On November 6th, the Eighth Circuit upheld an injunction against Arkansas’s revised statutory prohibition of panhandling, but split on the question of whether the district court should have 8th Circuit Spotlightenjoined the enforcement of the prohibition on a statewide basis. The merits ruling is the latest in a series of decisions invalidating typical panhandling ordinances in the wake of a 2015 decision of the U.S. Supreme Court (Reed v. Town of Gilbert, 135 S. Ct. 2218) that embraced a broader view of content discrimination. But the dissent of Judge David Stras on the question of whether the state should have been barred from enforcing the law against “everyone else” may increase the chances of Supreme Court review.

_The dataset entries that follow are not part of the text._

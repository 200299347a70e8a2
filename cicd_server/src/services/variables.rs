//! `${NAME}` / `$NAME` expansion for freestyle steps.
//!
//! Lookup order is parameters, then job environment, then built-ins.
//! Names that resolve nowhere are left exactly as written.

use std::collections::BTreeMap;
use std::sync::LazyLock;

use regex::{Captures, Regex};

static VARIABLE_REGEX: LazyLock<Regex> = LazyLock::new(|| {
    Regex::new(r"\$\{([A-Za-z_][A-Za-z0-9_]*)\}|\$([A-Za-z_][A-Za-z0-9_]*)")
        .unwrap_or_else(|e| panic!("variable pattern: {e}"))
});

/// Layered variable scopes used for expansion.
#[derive(Debug, Clone, Default)]
pub struct VariableScope {
    pub parameters: BTreeMap<String, String>,
    pub environment: BTreeMap<String, String>,
    pub builtins: BTreeMap<String, String>,
}

impl VariableScope {
    pub fn lookup(&self, name: &str) -> Option<&str> {
        self.parameters
            .get(name)
            .or_else(|| self.environment.get(name))
            .or_else(|| self.builtins.get(name))
            .map(String::as_str)
    }

    /// Expand every known token in `input`.
    pub fn expand(&self, input: &str) -> String {
        VARIABLE_REGEX
            .replace_all(input, |caps: &Captures| {
                let name = caps
                    .get(1)
                    .or_else(|| caps.get(2))
                    .map(|m| m.as_str())
                    .unwrap_or_default();
                match self.lookup(name) {
                    Some(value) => value.to_string(),
                    None => caps[0].to_string(),
                }
            })
            .into_owned()
    }

    /// Environment handed to step processes: built-ins < environment < parameters.
    pub fn process_env(&self) -> BTreeMap<String, String> {
        let mut env = self.builtins.clone();
        env.extend(self.environment.clone());
        env.extend(self.parameters.clone());
        env
    }
}

#[cfg(test)]
mod tests {
    use super::*;

    fn scope() -> VariableScope {
        let mut s = VariableScope::default();
        s.parameters.insert("TARGET".into(), "prod".into());
        s.environment.insert("TARGET".into(), "staging".into());
        s.environment.insert("REGION".into(), "eu".into());
        s.builtins.insert("BUILD_NUMBER".into(), "42".into());
        s.builtins.insert("REGION".into(), "us".into());
        s
    }

    #[test]
    fn test_both_token_forms() {
        let s = scope();
        assert_eq!(s.expand("deploy ${TARGET} #$BUILD_NUMBER"), "deploy prod #42");
    }

    #[test]
    fn test_precedence_parameters_env_builtins() {
        let s = scope();
        assert_eq!(s.expand("$TARGET"), "prod");
        assert_eq!(s.expand("$REGION"), "eu");
    }

    #[test]
    fn test_unresolved_tokens_left_verbatim() {
        let s = scope();
        assert_eq!(s.expand("echo $HOME ${MISSING} $"), "echo $HOME ${MISSING} $");
    }

    #[test]
    fn test_adjacent_text() {
        let s = scope();
        assert_eq!(s.expand("${BUILD_NUMBER}x"), "42x");
        // `$BUILD_NUMBERx` names a different variable.
        assert_eq!(s.expand("$BUILD_NUMBERx"), "$BUILD_NUMBERx");
    }

    #[test]
    fn test_process_env_parameters_win() {
        let env = scope().process_env();
        assert_eq!(env["TARGET"], "prod");
        assert_eq!(env["REGION"], "eu");
        assert_eq!(env["BUILD_NUMBER"], "42");
    }
}
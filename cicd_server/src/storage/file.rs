//! Filesystem storage backend: one file per key under `<root>/<bucket>/`.

use std::path::{Path, PathBuf};

use async_trait::async_trait;

use super::{validate_key, Bucket, KvStore};
use crate::error::Result;

pub struct FileStore {
    root: PathBuf,
}

impl FileStore {
    pub async fn open(root: impl AsRef<Path>) -> Result<Self> {
        let root = root.as_ref().to_path_buf();
        tokio::fs::create_dir_all(&root).await?;
        tracing::info!(path = %root.display(), "File store opened");
        Ok(Self { root })
    }

    fn path(&self, bucket: Bucket, key: &str) -> PathBuf {
        self.root.join(bucket.as_str()).join(format!("{key}.json"))
    }
}

#[async_trait]
impl KvStore for FileStore {
    async fn set(&self, bucket: Bucket, key: &str, value: Vec<u8>) -> Result<()> {
        validate_key(key)?;
        let path = self.path(bucket, key);
        if let Some(dir) = path.parent() {
            tokio::fs::create_dir_all(dir).await?;
        }
        // Write-then-rename so readers never see a torn record.
        let tmp = path.with_extension(format!("json.{}.tmp", uuid::Uuid::new_v4().simple()));
        tokio::fs::write(&tmp, &value).await?;
        tokio::fs::rename(&tmp, &path).await?;
        Ok(())
    }

    async fn get(&self, bucket: Bucket, key: &str) -> Result<Option<Vec<u8>>> {
        validate_key(key)?;
        match tokio::fs::read(self.path(bucket, key)).await {
            Ok(bytes) => Ok(Some(bytes)),
            Err(e) if e.kind() == std::io::ErrorKind::NotFound => Ok(None),
            Err(e) => Err(e.into()),
        }
    }

    async fn delete(&self, bucket: Bucket, key: &str) -> Result<()> {
        validate_key(key)?;
        match tokio::fs::remove_file(self.path(bucket, key)).await {
            Ok(()) => Ok(()),
            Err(e) if e.kind() == std::io::ErrorKind::NotFound => Ok(()),
            Err(e) => Err(e.into()),
        }
    }

    async fn list(&self, bucket: Bucket) -> Result<Vec<(String, Vec<u8>)>> {
        let dir = self.root.join(bucket.as_str());
        let mut entries = match tokio::fs::read_dir(&dir).await {
            Ok(rd) => rd,
            Err(e) if e.kind() == std::io::ErrorKind::NotFound => return Ok(Vec::new()),
            Err(e) => return Err(e.into()),
        };

        let mut out = Vec::new();
        while let Some(entry) = entries.next_entry().await? {
            let name = entry.file_name().to_string_lossy().to_string();
            let Some(key) = name.strip_suffix(".json") else {
                continue;
            };
            match tokio::fs::read(entry.path()).await {
                Ok(bytes) => out.push((key.to_string(), bytes)),
                // Deleted between read_dir and read.
                Err(e) if e.kind() == std::io::ErrorKind::NotFound => {}
                Err(e) => return Err(e.into()),
            }
        }
        out.sort_by(|a, b| a.0.cmp(&b.0));
        Ok(out)
    }
}
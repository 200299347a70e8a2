//! Shared fakes for engine integration tests.

#![allow(dead_code)]

use std::collections::HashMap;
use std::sync::{Arc, Mutex};
use std::time::Duration;

use async_trait::async_trait;
use futures::stream::{self, BoxStream, StreamExt};
use tokio_util::sync::CancellationToken;

use opsdeck_cicd::config::CicdConfig;
use opsdeck_cicd::error::{CicdError, Result};
use opsdeck_cicd::models::freestyle::FreestyleBuild;
use opsdeck_cicd::models::pipeline::PipelineRun;
use opsdeck_cicd::orchestrator::Orchestrator;
use opsdeck_cicd::services::cluster::{
    ClusterApi, JobManifest, JobPhase, JobState, PodInfo, Propagation, LABEL_JOB_NAME,
};
use opsdeck_cicd::services::output_stream::OutputSink;
use opsdeck_cicd::services::remote_session::{
    CommandOutput, CommandSpec, RemoteSession, SessionConnector, SessionTarget,
};
use opsdeck_cicd::storage::{Bucket, KvStore, MemoryStore};

/// How a fake cluster Job ends.
#[derive(Debug, Clone)]
pub enum FakeOutcome {
    Succeed { logs: String },
    Fail { exit_code: i32, logs: String },
    /// Never finishes; only cancellation or the job timeout ends it.
    Hang,
}

/// In-memory cluster keyed by pipeline job name.
#[derive(Default)]
pub struct FakeCluster {
    outcomes: Mutex<HashMap<String, FakeOutcome>>,
    /// Cluster job name -> pipeline job name.
    jobs: Mutex<HashMap<String, String>>,
    pub created: Mutex<Vec<JobManifest>>,
    pub deleted: Mutex<Vec<(String, Propagation)>>,
    pub deleted_by_label: Mutex<Vec<String>>,
}

impl FakeCluster {
    pub fn new() -> Arc<Self> {
        Arc::new(Self::default())
    }

    pub fn set_outcome(&self, job: &str, outcome: FakeOutcome) {
        self.outcomes.lock().unwrap().insert(job.to_string(), outcome);
    }

    pub fn created_jobs(&self) -> Vec<String> {
        self.created
            .lock()
            .unwrap()
            .iter()
            .map(|m| m.labels[LABEL_JOB_NAME].clone())
            .collect()
    }

    fn outcome_of(&self, cluster_job: &str) -> Option<FakeOutcome> {
        let job = self.jobs.lock().unwrap().get(cluster_job).cloned()?;
        Some(
            self.outcomes
                .lock()
                .unwrap()
                .get(&job)
                .cloned()
                .unwrap_or(FakeOutcome::Succeed {
                    logs: format!("{job} ok\n"),
                }),
        )
    }

    fn state_of(&self, cluster_job: &str) -> Option<JobState> {
        let (phase, message) = match self.outcome_of(cluster_job)? {
            FakeOutcome::Succeed { .. } => (JobPhase::Complete, None),
            FakeOutcome::Fail { .. } => (JobPhase::Failed, Some("BackoffLimitExceeded".into())),
            FakeOutcome::Hang => (JobPhase::Active, None),
        };
        Some(JobState {
            name: cluster_job.to_string(),
            phase,
            message,
        })
    }

    fn pod_name(cluster_job: &str) -> String {
        format!("{cluster_job}-pod")
    }

    fn job_of_pod(pod: &str) -> &str {
        pod.strip_suffix("-pod").unwrap_or(pod)
    }
}

#[async_trait]
impl ClusterApi for FakeCluster {
    async fn create_job(&self, manifest: &JobManifest) -> Result<()> {
        let job = manifest.labels[LABEL_JOB_NAME].clone();
        self.jobs.lock().unwrap().insert(manifest.name.clone(), job);
        self.created.lock().unwrap().push(manifest.clone());
        Ok(())
    }

    async fn get_job(&self, name: &str) -> Result<Option<JobState>> {
        Ok(self.state_of(name))
    }

    async fn watch_job(&self, name: &str) -> Result<BoxStream<'static, Result<JobState>>> {
        let state = self
            .state_of(name)
            .ok_or_else(|| CicdError::Cluster(format!("job {name} not found")))?;
        if state.phase == JobPhase::Active {
            return Ok(stream::once(async move { Ok(state) })
                .chain(stream::pending())
                .boxed());
        }
        Ok(stream::iter(vec![Ok(state)]).boxed())
    }

    async fn delete_job(&self, name: &str, propagation: Propagation) -> Result<()> {
        self.deleted.lock().unwrap().push((name.to_string(), propagation));
        Ok(())
    }

    async fn delete_jobs_by_label(&self, selector: &str, _propagation: Propagation) -> Result<()> {
        self.deleted_by_label.lock().unwrap().push(selector.to_string());
        Ok(())
    }

    async fn list_pods(&self, job_name: &str) -> Result<Vec<PodInfo>> {
        let Some(outcome) = self.outcome_of(job_name) else {
            return Ok(Vec::new());
        };
        let (phase, exit_code) = match outcome {
            FakeOutcome::Succeed { .. } => ("Succeeded", Some(0)),
            FakeOutcome::Fail { exit_code, .. } => ("Failed", Some(exit_code)),
            FakeOutcome::Hang => ("Running", None),
        };
        Ok(vec![PodInfo {
            name: Self::pod_name(job_name),
            phase: phase.to_string(),
            exit_code,
        }])
    }

    async fn pod_logs(&self, pod: &str, _container: &str) -> Result<String> {
        match self.outcome_of(Self::job_of_pod(pod)) {
            Some(FakeOutcome::Succeed { logs }) | Some(FakeOutcome::Fail { logs, .. }) => Ok(logs),
            _ => Ok(String::new()),
        }
    }

    async fn follow_pod_logs(
        &self,
        pod: &str,
        _container: &str,
    ) -> Result<BoxStream<'static, Result<Vec<u8>>>> {
        match self.outcome_of(Self::job_of_pod(pod)) {
            Some(FakeOutcome::Succeed { logs }) | Some(FakeOutcome::Fail { logs, .. }) => {
                Ok(stream::iter(vec![Ok(logs.into_bytes())]).boxed())
            }
            _ => Ok(stream::pending().boxed()),
        }
    }
}

/// Session that records every command and answers with exit 0.
#[derive(Default)]
pub struct RecordingSession {
    pub commands: Arc<Mutex<Vec<CommandSpec>>>,
}

#[async_trait]
impl RemoteSession for RecordingSession {
    async fn run(&self, spec: &CommandSpec, _cancel: &CancellationToken) -> Result<CommandOutput> {
        self.commands.lock().unwrap().push(spec.clone());
        Ok(CommandOutput {
            stdout: b"ok\n".to_vec(),
            ..Default::default()
        })
    }

    async fn run_streaming(
        &self,
        spec: &CommandSpec,
        sink: &dyn OutputSink,
        _cancel: &CancellationToken,
    ) -> Result<i32> {
        self.commands.lock().unwrap().push(spec.clone());
        sink.write(format!("remote: {}\n", spec.command).as_bytes());
        Ok(0)
    }

    async fn push(&self, _path: &str, _bytes: &[u8], _cancel: &CancellationToken) -> Result<()> {
        Ok(())
    }

    async fn pull(&self, _path: &str, _cancel: &CancellationToken) -> Result<Vec<u8>> {
        Ok(Vec::new())
    }

    async fn close(&self) -> Result<()> {
        Ok(())
    }
}

/// Connector that records targets and hands out [`RecordingSession`]s.
#[derive(Default)]
pub struct RecordingConnector {
    pub targets: Mutex<Vec<SessionTarget>>,
    pub commands: Arc<Mutex<Vec<CommandSpec>>>,
}

impl RecordingConnector {
    pub fn commands(&self) -> Vec<String> {
        self.commands
            .lock()
            .unwrap()
            .iter()
            .map(|c| c.command.clone())
            .collect()
    }
}

#[async_trait]
impl SessionConnector for RecordingConnector {
    async fn connect(&self, target: &SessionTarget) -> Result<Box<dyn RemoteSession>> {
        self.targets.lock().unwrap().push(target.clone());
        Ok(Box::new(RecordingSession {
            commands: self.commands.clone(),
        }))
    }
}

/// [`MemoryStore`] that can be told to stall calls or fail one write.
#[derive(Default)]
pub struct GatedStore {
    inner: MemoryStore,
    slow_list: Mutex<Option<(Bucket, Duration)>>,
    slow_put: Mutex<Option<(Bucket, Duration)>>,
    /// Bucket, and how many more writes to it succeed before one fails.
    failing_put: Mutex<Option<(Bucket, usize)>>,
}

impl GatedStore {
    /// Every `list` of `bucket` sleeps first.
    pub fn slow_list(&self, bucket: Bucket, delay: Duration) {
        *self.slow_list.lock().unwrap() = Some((bucket, delay));
    }

    /// Every write to `bucket` sleeps first.
    pub fn slow_put(&self, bucket: Bucket, delay: Duration) {
        *self.slow_put.lock().unwrap() = Some((bucket, delay));
    }

    /// The `nth` (1-based) write to `bucket` from now on fails; later ones succeed.
    pub fn fail_nth_put(&self, bucket: Bucket, nth: usize) {
        *self.failing_put.lock().unwrap() = Some((bucket, nth - 1));
    }

    fn should_fail(&self, bucket: Bucket) -> bool {
        let mut slot = self.failing_put.lock().unwrap();
        match slot.as_mut() {
            Some((b, 0)) if *b == bucket => {
                *slot = None;
                true
            }
            Some((b, remaining)) if *b == bucket => {
                *remaining -= 1;
                false
            }
            _ => false,
        }
    }
}

#[async_trait]
impl KvStore for GatedStore {
    async fn set(&self, bucket: Bucket, key: &str, value: Vec<u8>) -> Result<()> {
        let delay = match *self.slow_put.lock().unwrap() {
            Some((b, delay)) if b == bucket => Some(delay),
            _ => None,
        };
        if let Some(delay) = delay {
            tokio::time::sleep(delay).await;
        }
        if self.should_fail(bucket) {
            return Err(CicdError::Storage("disk full".into()));
        }
        self.inner.set(bucket, key, value).await
    }

    async fn get(&self, bucket: Bucket, key: &str) -> Result<Option<Vec<u8>>> {
        self.inner.get(bucket, key).await
    }

    async fn delete(&self, bucket: Bucket, key: &str) -> Result<()> {
        self.inner.delete(bucket, key).await
    }

    async fn list(&self, bucket: Bucket) -> Result<Vec<(String, Vec<u8>)>> {
        let delay = match *self.slow_list.lock().unwrap() {
            Some((b, delay)) if b == bucket => Some(delay),
            _ => None,
        };
        if let Some(delay) = delay {
            tokio::time::sleep(delay).await;
        }
        self.inner.list(bucket).await
    }
}

pub struct TestEngine {
    pub engine: Arc<Orchestrator>,
    pub cluster: Arc<FakeCluster>,
    pub connector: Arc<RecordingConnector>,
    pub store: Arc<GatedStore>,
    _dir: tempfile::TempDir,
}

pub fn test_config(dir: &std::path::Path) -> CicdConfig {
    CicdConfig {
        artifact_dir: dir.join("artifacts").display().to_string(),
        storage_path: dir.join("store").display().to_string(),
        workspace_root: dir.join("work").display().to_string(),
        public_url: "http://ci.test".to_string(),
        vault_key: Some("integration-test-key".to_string()),
        job_poll_interval: Duration::from_millis(10),
        ..CicdConfig::default()
    }
}

pub async fn engine() -> TestEngine {
    engine_with(|_| {}).await
}

pub async fn engine_with(tweak: impl FnOnce(&mut CicdConfig)) -> TestEngine {
    let dir = tempfile::tempdir().unwrap();
    let mut config = test_config(dir.path());
    tweak(&mut config);
    let cluster = FakeCluster::new();
    let connector = Arc::new(RecordingConnector::default());
    let store = Arc::new(GatedStore::default());
    let engine = Orchestrator::with_backends(
        config,
        store.clone() as Arc<dyn KvStore>,
        cluster.clone(),
        connector.clone(),
    )
    .await
    .unwrap();
    TestEngine {
        engine: Arc::new(engine),
        cluster,
        connector,
        store,
        _dir: dir,
    }
}

/// Poll until the run is terminal.
pub async fn wait_for_run(engine: &Orchestrator, run_id: &str) -> PipelineRun {
    for _ in 0..500 {
        let run = engine.pipelines.get_run(run_id).await.unwrap();
        if run.status.is_terminal() {
            return run;
        }
        tokio::time::sleep(Duration::from_millis(20)).await;
    }
    panic!("run {run_id} did not finish");
}

pub async fn wait_for_build(engine: &Orchestrator, build_id: &str) -> FreestyleBuild {
    for _ in 0..500 {
        let build = engine.freestyle.get_build(build_id).await.unwrap();
        if build.status.is_terminal() {
            return build;
        }
        tokio::time::sleep(Duration::from_millis(20)).await;
    }
    panic!("build {build_id} did not finish");
}

/// Minimal pipeline document with the given jobs block.
pub fn pipeline_doc(name: &str, extra_spec: &str, jobs: &str) -> String {
    format!(
        "apiVersion: opsdeck/v1\nkind: Pipeline\nmetadata:\n  name: {name}\nspec:\n{extra_spec}  jobs:\n{jobs}"
    )
}

pub const BUILD_TEST_DEPLOY: &str = "    - name: build
      image: rust:1.84
      script: cargo build
    - name: test
      image: rust:1.84
      script: cargo test
      dependsOn: [build]
    - name: deploy
      image: alpine:3
      script: ./deploy.sh
      dependsOn: [test]
";
//! Opsdeck CI/CD server.
//!
//! Runs the pipeline and freestyle engine behind its webhook/trigger HTTP
//! surface. Engine settings come from `CICD_*` environment variables.

use std::net::SocketAddr;
use std::sync::Arc;

use clap::Parser;

use opsdeck_cicd::config::CicdConfig;
use opsdeck_cicd::orchestrator::Orchestrator;
use opsdeck_cicd::routes;

#[derive(Parser)]
#[command(name = "opsdeck-cicd", about = "Opsdeck CI/CD engine")]
struct Cli {
    /// Server port
    #[arg(short, long, env = "CICD_PORT", default_value = "9090")]
    port: u16,

    /// Root directory of the key-value store
    #[arg(long, env = "CICD_STORAGE_PATH", default_value = "./data/store")]
    storage_path: String,
}

#[tokio::main]
async fn main() -> anyhow::Result<()> {
    // Initialize tracing
    let log_format = std::env::var("LOG_FORMAT").unwrap_or_default();
    if log_format == "json" {
        tracing_subscriber::fmt()
            .json()
            .with_env_filter(
                tracing_subscriber::EnvFilter::try_from_default_env()
                    .unwrap_or_else(|_| "info".into()),
            )
            .init();
    } else {
        tracing_subscriber::fmt()
            .with_env_filter(
                tracing_subscriber::EnvFilter::try_from_default_env()
                    .unwrap_or_else(|_| "info".into()),
            )
            .init();
    }

    let cli = Cli::parse();
    tracing::info!("Starting Opsdeck CI/CD engine...");

    let config = CicdConfig::from_env(&cli.storage_path);
    let engine = Arc::new(
        Orchestrator::init(config)
            .await
            .map_err(|e| anyhow::anyhow!("engine init: {e}"))?,
    );
    engine
        .start()
        .await
        .map_err(|e| anyhow::anyhow!("engine start: {e}"))?;

    opsdeck_cicd::metrics::init_metrics();

    let app = routes::cicd_router(engine.clone());
    let addr = SocketAddr::from(([0, 0, 0, 0], cli.port));
    tracing::info!("Opsdeck CI/CD listening on {}", addr);

    let listener = tokio::net::TcpListener::bind(addr).await?;
    axum::serve(listener, app)
        .with_graceful_shutdown(shutdown_signal())
        .await?;

    tracing::info!("Stopping engine...");
    engine.stop().await;
    tracing::info!("Shutdown complete");

    Ok(())
}

async fn shutdown_signal() {
    let ctrl_c = async {
        if let Err(e) = tokio::signal::ctrl_c().await {
            tracing::error!("Failed to listen for Ctrl+C: {e}");
            std::future::pending::<()>().await;
        }
    };

    #[cfg(unix)]
    let terminate = async {
        match tokio::signal::unix::signal(tokio::signal::unix::SignalKind::terminate()) {
            Ok(mut sig) => {
                sig.recv().await;
            }
            Err(e) => {
                tracing::error!("Failed to install SIGTERM handler: {e}");
                std::future::pending::<()>().await;
            }
        }
    };

    #[cfg(not(unix))]
    let terminate = std::future::pending::<()>();

    tokio::select! {
        _ = ctrl_c => tracing::info!("Received SIGINT, shutting down..."),
        _ = terminate => tracing::info!("Received SIGTERM, shutting down..."),
    }
}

Since the 1980s, the Supreme Court has treated asking for charitable donations as protected First Amendment activity. Sec’y of State of Maryland v. Joseph Munson Co., 467 U.S. 947 (1984); Vill. of Schaumburg v. Citizens for a Better Environment, 444 U.S. 620 (1980). But until 2015, lower courts were split on the question of whether panhandling ordinances are content-based laws that are subject to strict scrutiny. Although the Second, Fourth, Sixth, and Ninth Circuits had invalidated such laws (Speet v. Schuette, 726 F.3d 867 (6th Cir. 2013); Clatterbuck v. City of Charlottesville, 708 F.3d 549 (4th Cir. 2013); ACLU v. Las Vegas, 466 F.3d 784 (9th Cir. 2006); Loper v. N.Y. City Police Dep’t, 999 F.2d 699 (2d Cir. 1993)), other courts of appeals—including the First Circuit, in a decision written by retired Justice Souter, and the Eighth Circuit—had upheld such laws (Thayer v. City of Worcester, 755 F.3d 60 (1st Cir. 2014) (Souter, J.); see also Gresham v. Peterson, 225 F.3d 899 (7th Cir. 2000); Smith v. City of Fort Lauderdale, 177 F.3d 954 (11th Cir. 1999); ISKCON of Potomac v. Kennedy, 61 F.3d 949 (D.C. Cir. 1995); ACORN v. St. Louis Cty., Mo., 930 F.2d 591 (8th Cir. 1991)).